***** Records for the exercise *****

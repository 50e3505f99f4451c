// ClaimAudit - ui/panels/sidebar.rs
//
// Filter options sidebar: cost range, pharmacy and patient filters, audit
// selection, and the Run Audit trigger.

use crate::app::state::AppState;
use crate::core::audit::AuditKind;
use crate::util::constants::COST_DRAG_SPEED;

/// Render the sidebar controls.
pub fn render(ui: &mut egui::Ui, state: &mut AppState) {
    ui.heading("Filter Options");
    ui.separator();

    egui::Grid::new("cost_inputs")
        .num_columns(2)
        .spacing([8.0, 6.0])
        .show(ui, |ui| {
            ui.label("Minimum Cost");
            ui.add(
                egui::DragValue::new(&mut state.cost_range.min)
                    .range(0.0..=f64::MAX)
                    .speed(COST_DRAG_SPEED)
                    .fixed_decimals(2),
            );
            ui.end_row();

            ui.label("Maximum Cost");
            ui.add(
                egui::DragValue::new(&mut state.cost_range.max)
                    .range(0.0..=f64::MAX)
                    .speed(COST_DRAG_SPEED)
                    .fixed_decimals(2),
            );
            ui.end_row();
        });

    if state.cost_range.min > state.cost_range.max {
        ui.label(
            egui::RichText::new("Minimum exceeds maximum: no claim can match.")
                .small()
                .color(crate::ui::theme::NOTE_TEXT),
        );
    }

    ui.add_space(6.0);
    ui.label("Pharmacy ID (optional)");
    ui.text_edit_singleline(&mut state.filter_state.pharmacy_id);
    ui.label("Patient ID (optional)");
    ui.text_edit_singleline(&mut state.filter_state.patient_id);

    ui.add_space(4.0);
    if ui.small_button("Reset Filters").clicked() {
        state.reset_parameters();
    }

    ui.separator();

    ui.label("Select Audit Type");
    egui::ComboBox::from_id_salt("audit_type")
        .selected_text(state.selected_audit.label())
        .width(ui.available_width())
        .show_ui(ui, |ui| {
            for kind in AuditKind::all() {
                ui.selectable_value(&mut state.selected_audit, *kind, kind.label());
            }
        });

    ui.add_space(8.0);
    let loaded = state.session.has_table();
    let run = ui
        .add_enabled(loaded, egui::Button::new("Run Audit"))
        .on_disabled_hover_text("Open a claims CSV first.");
    if run.clicked() {
        state.run_audit();
    }
}
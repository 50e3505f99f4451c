// ClaimAudit - platform/fs.rs
//
// Filesystem access for uploads: size-checked reads of a CSV from disk.

use crate::util::error::IngestError;
use std::io::Read;
use std::path::Path;

/// Read an uploaded file into memory, refusing files over `max_bytes`.
///
/// The size is checked from metadata before reading, and the read itself is
/// capped so a file that grows while being read cannot exceed the limit.
pub fn read_upload(path: &Path, max_bytes: u64) -> Result<Vec<u8>, IngestError> {
    let io_err = |e| IngestError::Io {
        path: path.to_path_buf(),
        source: e,
    };

    let file = std::fs::File::open(path).map_err(io_err)?;
    let size = file.metadata().map_err(io_err)?.len();
    if size > max_bytes {
        return Err(IngestError::FileTooLarge {
            path: path.to_path_buf(),
            size,
            max_size: max_bytes,
        });
    }

    let mut bytes = Vec::with_capacity(size as usize);
    file.take(max_bytes + 1)
        .read_to_end(&mut bytes)
        .map_err(io_err)?;
    if bytes.len() as u64 > max_bytes {
        return Err(IngestError::FileTooLarge {
            path: path.to_path_buf(),
            size: bytes.len() as u64,
            max_size: max_bytes,
        });
    }

    tracing::debug!(path = %path.display(), bytes = bytes.len(), "Upload read");
    Ok(bytes)
}

/// Display name for a path: the file name, or the whole path if it has none.
pub fn display_name(path: &Path) -> String {
    path.file_name()
        .and_then(|n| n.to_str())
        .map(str::to_string)
        .unwrap_or_else(|| path.display().to_string())
}

/// True if the path carries one of the given extensions (case-insensitive).
pub fn has_extension(path: &Path, extensions: &[&str]) -> bool {
    path.extension()
        .and_then(|e| e.to_str())
        .is_some_and(|ext| extensions.iter().any(|x| x.eq_ignore_ascii_case(ext)))
}
// ClaimAudit - ui/panels/preview.rs
//
// Preview of the first rows of the uploaded claims table.

use crate::app::state::AppState;
use crate::ui::panels::table;

/// Render the upload preview, or a prompt when nothing is loaded.
pub fn render(ui: &mut egui::Ui, state: &AppState) {
    let Some(claims) = state.session.table() else {
        ui.vertical_centered(|ui| {
            ui.add_space(40.0);
            ui.label(egui::RichText::new("No claims file loaded.").size(16.0).weak());
            ui.label(
                egui::RichText::new("Use File > Open CSV\u{2026} or drop a .csv file here.").weak(),
            );
        });
        return;
    };

    ui.horizontal(|ui| {
        ui.heading("Preview of Uploaded Data");
        ui.label(
            egui::RichText::new(format!(
                "{} \u{00b7} {} rows \u{00b7} {} columns",
                claims.source_name,
                claims.row_count(),
                claims.columns.len()
            ))
            .weak(),
        );
    });

    let max_height = ui.available_height() * 0.4;
    let columns: Vec<String> = claims.columns.iter().map(|c| c.name.clone()).collect();
    table::render(
        ui,
        "preview_grid",
        &columns,
        claims.head(state.preview_rows).iter(),
        None,
        state.dark_mode,
        max_height,
    );
}
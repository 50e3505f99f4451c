// ClaimAudit - ui/panels/mod.rs

pub mod about;
pub mod preview;
pub mod results;
pub mod sidebar;
pub mod summary;
pub mod table;
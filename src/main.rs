// ClaimAudit - main.rs
//
// Application entry point. Handles:
// 1. CLI argument parsing
// 2. Configuration loading and logging initialisation
// 3. eframe GUI launch, optionally with a claims file queued for loading

#![cfg_attr(not(debug_assertions), windows_subsystem = "windows")]

mod gui;

// Re-export modules from the library crate so that `gui.rs` can use
// `crate::app::...`, `crate::core::...` etc.
pub use claimaudit::app;
pub use claimaudit::core;
pub use claimaudit::platform;
pub use claimaudit::ui;
pub use claimaudit::util;

use clap::Parser;
use std::path::PathBuf;

/// ClaimAudit - Pharmacy claims audit tool.
///
/// Load a claims CSV and run duplicate, refill, and high-cost audits
/// against it. Nothing is written back or persisted.
#[derive(Parser, Debug)]
#[command(name = "ClaimAudit", version, about)]
struct Cli {
    /// Claims CSV to load at startup.
    path: Option<PathBuf>,

    /// Directory containing config.toml (defaults to the platform config dir).
    #[arg(short = 'c', long = "config-dir")]
    config_dir: Option<PathBuf>,

    /// Enable debug logging (equivalent to RUST_LOG=debug).
    #[arg(short = 'd', long = "debug")]
    debug: bool,
}

fn main() {
    let cli = Cli::parse();

    let platform_paths = platform::config::PlatformPaths::resolve();
    let config_dir = cli
        .config_dir
        .as_deref()
        .unwrap_or(&platform_paths.config_dir);

    // Config is read before logging starts so its level can apply;
    // warnings are logged once the subscriber exists.
    let (config, warnings) = platform::config::load_config(config_dir);

    util::logging::init(cli.debug, config.log_level.as_deref());

    tracing::info!(
        version = util::constants::APP_VERSION,
        debug = cli.debug,
        config_dir = %config_dir.display(),
        "ClaimAudit starting"
    );
    for warning in &warnings {
        tracing::warn!(warning = %warning, "Config warning");
    }

    let mut state = app::state::AppState::new(&config, cli.debug);
    state.warnings = warnings;

    if let Some(path) = cli.path {
        state.pending_open = Some(path);
    }

    let native_options = eframe::NativeOptions {
        viewport: egui::ViewportBuilder::default()
            .with_title(format!(
                "{} v{}",
                util::constants::APP_NAME,
                util::constants::APP_VERSION
            ))
            .with_inner_size([1200.0, 800.0])
            .with_min_inner_size([800.0, 500.0])
            .with_drag_and_drop(true),
        ..Default::default()
    };

    let result = eframe::run_native(
        util::constants::APP_ID,
        native_options,
        Box::new(move |cc| {
            ui::theme::apply(&cc.egui_ctx, state.dark_mode);
            Ok(Box::new(gui::ClaimAuditApp::new(state)))
        }),
    );

    if let Err(e) = result {
        tracing::error!(error = %e, "Failed to launch GUI");
        eprintln!("Error: Failed to launch ClaimAudit GUI: {e}");
        std::process::exit(1);
    }
}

*****

__Work to be completed__. What lines in the listing above hold the string "theme"? List them.

__Response box__.
                .color(crate::ui::theme::NOTE_TEXT),
            ui::theme::apply(&cc.egui_ctx, state.dark_mode);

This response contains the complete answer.